Apa jadinya siang-siang hari dalam ruangan sejuk sambil menyaksikan ruang-ruang atau lanskap-lanskap indah, sedang musik-musik indah mengalun. Malam yang masih sangat muda ini pun sejuk, sedang segelas ramuan teh, jahe merah dan putih, kunyit, madu, mentol, dan gula aren seperti biasa menemani jika aku sedang goblog begini. Malam-malam sejuk seperti ini pun bisa berteman mini compo mengalunkan musik-musik indah atau lumayan saja, sedang badan dan pikiran masih sangat muda. Justru karena kemudaan itu kedunguan mencirikan, mengepulkan.
Ahad 8 Ramadhan 1443 H begini, selepas Isya' malah menghancurkan sarang tawon di kedua kamar mandi. Hanya kutahu, hidup manusia betapa ringkihnya, seringkih sarang tawon yang disogok pisau dapur saja rantas. Akan halnya buka ini aku menamatkan sayur lodeh donoloyo buatanku sendiri dan remah-remah ayam ungkep a la masakmom.com, sudah menjadi suratanku. Begitu banyaknya makanan enak, semakin sedikit sisa umurku, kesehatanku untuk menikmati semua. Ketika sayur lodehku yang baru keluar dari kulkas agak berlendir karena bersantannya.

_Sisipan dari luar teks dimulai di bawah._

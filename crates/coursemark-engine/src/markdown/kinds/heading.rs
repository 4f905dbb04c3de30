/// ATX heading, levels one to four.
pub struct Heading;

impl Heading {
    pub const MARKER: char = '#';
    pub const MAX_LEVEL: usize = 4;

    /// Returns the level and the heading text if `line` opens with one to
    /// four `#` followed by a space. Deeper headings are not recognized.
    pub fn parse(line: &str) -> Option<(u8, &str)> {
        let level = line.chars().take_while(|&c| c == Self::MARKER).count();
        if level == 0 || level > Self::MAX_LEVEL {
            return None;
        }

        let text = line[level..].strip_prefix(' ')?;
        Some((level as u8, text.trim()))
    }
}

#[cfg(test)]
mod tests {
    use super::*;

    #[test]
    fn parses_each_level() {
        assert_eq!(Heading::parse("# One"), Some((1, "One")));
        assert_eq!(Heading::parse("## Two"), Some((2, "Two")));
        assert_eq!(Heading::parse("### Three"), Some((3, "Three")));
        assert_eq!(Heading::parse("#### Four"), Some((4, "Four")));
    }

    #[test]
    fn five_hashes_is_not_a_heading() {
        assert_eq!(Heading::parse("##### Five"), None);
    }

    #[test]
    fn requires_space_after_marker() {
        assert_eq!(Heading::parse("#hashtag"), None);
        assert_eq!(Heading::parse("#"), None);
    }

    #[test]
    fn empty_heading_text() {
        assert_eq!(Heading::parse("# "), Some((1, "")));
    }
}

Lonceng-lonceng perak berkincingan menandakan akan mengalunnya lagu cinta, yang dengannya aku dibesarkan. Akan halnya setua ini cinta tidak tersedia bagiku sebanyak yang kumau, kurasa memang sudah diatur seperti itu. Apa jadinya aku bila diguyur banyak-banyak cinta sebagaimana kumau. Hanya terbayang olehku pujasera Gardena yang bersahaja. Bahkan makanan apa yang dijual di situ pun aku tak ingat. Hanya saja keremajaan itu masih terkenang olehku, ketika segala sesuatu mudah menyenangkan. Hanches, begitu saja teringat olehku Maastricht kala itu.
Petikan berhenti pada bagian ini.